**EXERCISE PROMPT**
Say how many lines of the listing below include "derive". Write only that number.
═════ THE RECORDS ═════
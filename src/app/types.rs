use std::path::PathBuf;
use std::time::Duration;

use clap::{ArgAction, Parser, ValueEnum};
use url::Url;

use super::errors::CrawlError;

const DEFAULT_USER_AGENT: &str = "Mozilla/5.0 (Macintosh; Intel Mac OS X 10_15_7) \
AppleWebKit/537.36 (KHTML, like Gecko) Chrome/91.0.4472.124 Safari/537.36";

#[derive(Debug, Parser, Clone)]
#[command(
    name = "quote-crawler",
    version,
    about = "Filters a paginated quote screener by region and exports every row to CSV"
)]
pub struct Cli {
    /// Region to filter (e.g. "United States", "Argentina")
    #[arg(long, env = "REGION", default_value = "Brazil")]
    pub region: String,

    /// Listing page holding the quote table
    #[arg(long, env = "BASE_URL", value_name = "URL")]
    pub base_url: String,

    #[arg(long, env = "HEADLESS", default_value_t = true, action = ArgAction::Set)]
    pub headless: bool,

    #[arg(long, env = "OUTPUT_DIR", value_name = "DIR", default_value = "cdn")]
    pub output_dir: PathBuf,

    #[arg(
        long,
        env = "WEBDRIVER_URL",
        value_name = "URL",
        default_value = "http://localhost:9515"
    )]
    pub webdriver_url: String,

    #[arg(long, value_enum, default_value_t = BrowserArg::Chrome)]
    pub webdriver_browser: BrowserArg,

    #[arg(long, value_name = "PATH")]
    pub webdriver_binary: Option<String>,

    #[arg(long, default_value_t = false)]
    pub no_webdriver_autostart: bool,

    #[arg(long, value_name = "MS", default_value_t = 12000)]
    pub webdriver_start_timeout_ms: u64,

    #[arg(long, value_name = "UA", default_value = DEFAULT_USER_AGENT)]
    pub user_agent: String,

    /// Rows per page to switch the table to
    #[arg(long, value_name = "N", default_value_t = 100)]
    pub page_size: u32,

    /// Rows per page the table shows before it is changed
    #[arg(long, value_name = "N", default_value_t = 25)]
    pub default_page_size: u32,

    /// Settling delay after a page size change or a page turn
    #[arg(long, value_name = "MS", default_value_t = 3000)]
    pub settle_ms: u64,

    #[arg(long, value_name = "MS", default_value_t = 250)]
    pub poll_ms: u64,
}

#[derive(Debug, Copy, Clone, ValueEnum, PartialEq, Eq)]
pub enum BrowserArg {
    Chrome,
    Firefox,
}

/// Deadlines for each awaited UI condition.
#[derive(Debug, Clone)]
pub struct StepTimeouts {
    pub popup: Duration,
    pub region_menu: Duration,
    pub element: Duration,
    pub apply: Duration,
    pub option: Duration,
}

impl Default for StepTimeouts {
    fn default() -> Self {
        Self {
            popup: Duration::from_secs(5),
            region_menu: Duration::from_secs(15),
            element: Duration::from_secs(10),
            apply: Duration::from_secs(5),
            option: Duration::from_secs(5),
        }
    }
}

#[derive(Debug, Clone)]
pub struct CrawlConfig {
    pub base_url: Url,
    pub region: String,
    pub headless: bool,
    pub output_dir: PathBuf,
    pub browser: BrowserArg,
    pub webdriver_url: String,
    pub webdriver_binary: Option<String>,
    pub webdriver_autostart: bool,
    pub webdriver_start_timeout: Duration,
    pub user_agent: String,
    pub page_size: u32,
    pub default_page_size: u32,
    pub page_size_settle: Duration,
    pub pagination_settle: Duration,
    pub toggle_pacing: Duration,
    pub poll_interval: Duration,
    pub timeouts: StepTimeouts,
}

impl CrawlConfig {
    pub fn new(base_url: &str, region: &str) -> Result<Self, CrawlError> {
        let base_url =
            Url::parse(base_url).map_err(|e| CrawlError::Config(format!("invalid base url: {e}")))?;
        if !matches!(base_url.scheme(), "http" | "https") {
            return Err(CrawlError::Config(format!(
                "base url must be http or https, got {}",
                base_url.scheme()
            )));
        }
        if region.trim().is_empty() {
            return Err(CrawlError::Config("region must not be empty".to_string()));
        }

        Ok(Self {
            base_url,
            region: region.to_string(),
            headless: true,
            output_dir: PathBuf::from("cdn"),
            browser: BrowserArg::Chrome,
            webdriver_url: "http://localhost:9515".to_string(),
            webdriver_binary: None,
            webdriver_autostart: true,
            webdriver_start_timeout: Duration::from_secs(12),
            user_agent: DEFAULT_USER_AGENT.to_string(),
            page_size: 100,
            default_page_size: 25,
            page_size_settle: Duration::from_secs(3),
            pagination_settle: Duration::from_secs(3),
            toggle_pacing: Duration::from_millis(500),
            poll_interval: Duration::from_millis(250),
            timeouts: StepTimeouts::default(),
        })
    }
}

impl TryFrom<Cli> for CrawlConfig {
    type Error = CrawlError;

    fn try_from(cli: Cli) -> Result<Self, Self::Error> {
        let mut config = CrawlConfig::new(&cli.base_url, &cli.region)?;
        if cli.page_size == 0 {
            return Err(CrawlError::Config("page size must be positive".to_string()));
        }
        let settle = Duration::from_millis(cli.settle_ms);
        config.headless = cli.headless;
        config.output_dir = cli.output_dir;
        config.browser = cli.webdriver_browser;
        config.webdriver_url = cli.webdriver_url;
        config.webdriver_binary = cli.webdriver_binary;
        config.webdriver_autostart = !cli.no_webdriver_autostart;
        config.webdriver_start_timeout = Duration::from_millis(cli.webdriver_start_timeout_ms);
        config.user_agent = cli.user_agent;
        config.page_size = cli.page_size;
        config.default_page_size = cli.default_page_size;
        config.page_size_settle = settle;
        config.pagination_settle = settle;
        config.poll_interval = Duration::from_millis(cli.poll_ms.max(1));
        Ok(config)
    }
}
═════
**RESPONSE**
4